▸ ACTION ITEM: Could each entry below be printed again exactly as given?

▸ EXCERPTED DATA:

Start of Block

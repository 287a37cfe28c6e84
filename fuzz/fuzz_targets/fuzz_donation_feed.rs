#![no_main]
use libfuzzer_sys::fuzz_target;

fuzz_target!(|data: &str| {
    let _ = odo_config::tables::parse_donation_feed(data);
});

End of Block

▸ WRITTEN REPLY:
repository 287a37cfe28c6e84
filename fuzz/fuzz_targets/fuzz_donation_feed.rs
#![no_main]
use libfuzzer_sys::fuzz_target;

fuzz_target!(|data: &str| {
    let _ = odo_config::tables::parse_donation_feed(data);
});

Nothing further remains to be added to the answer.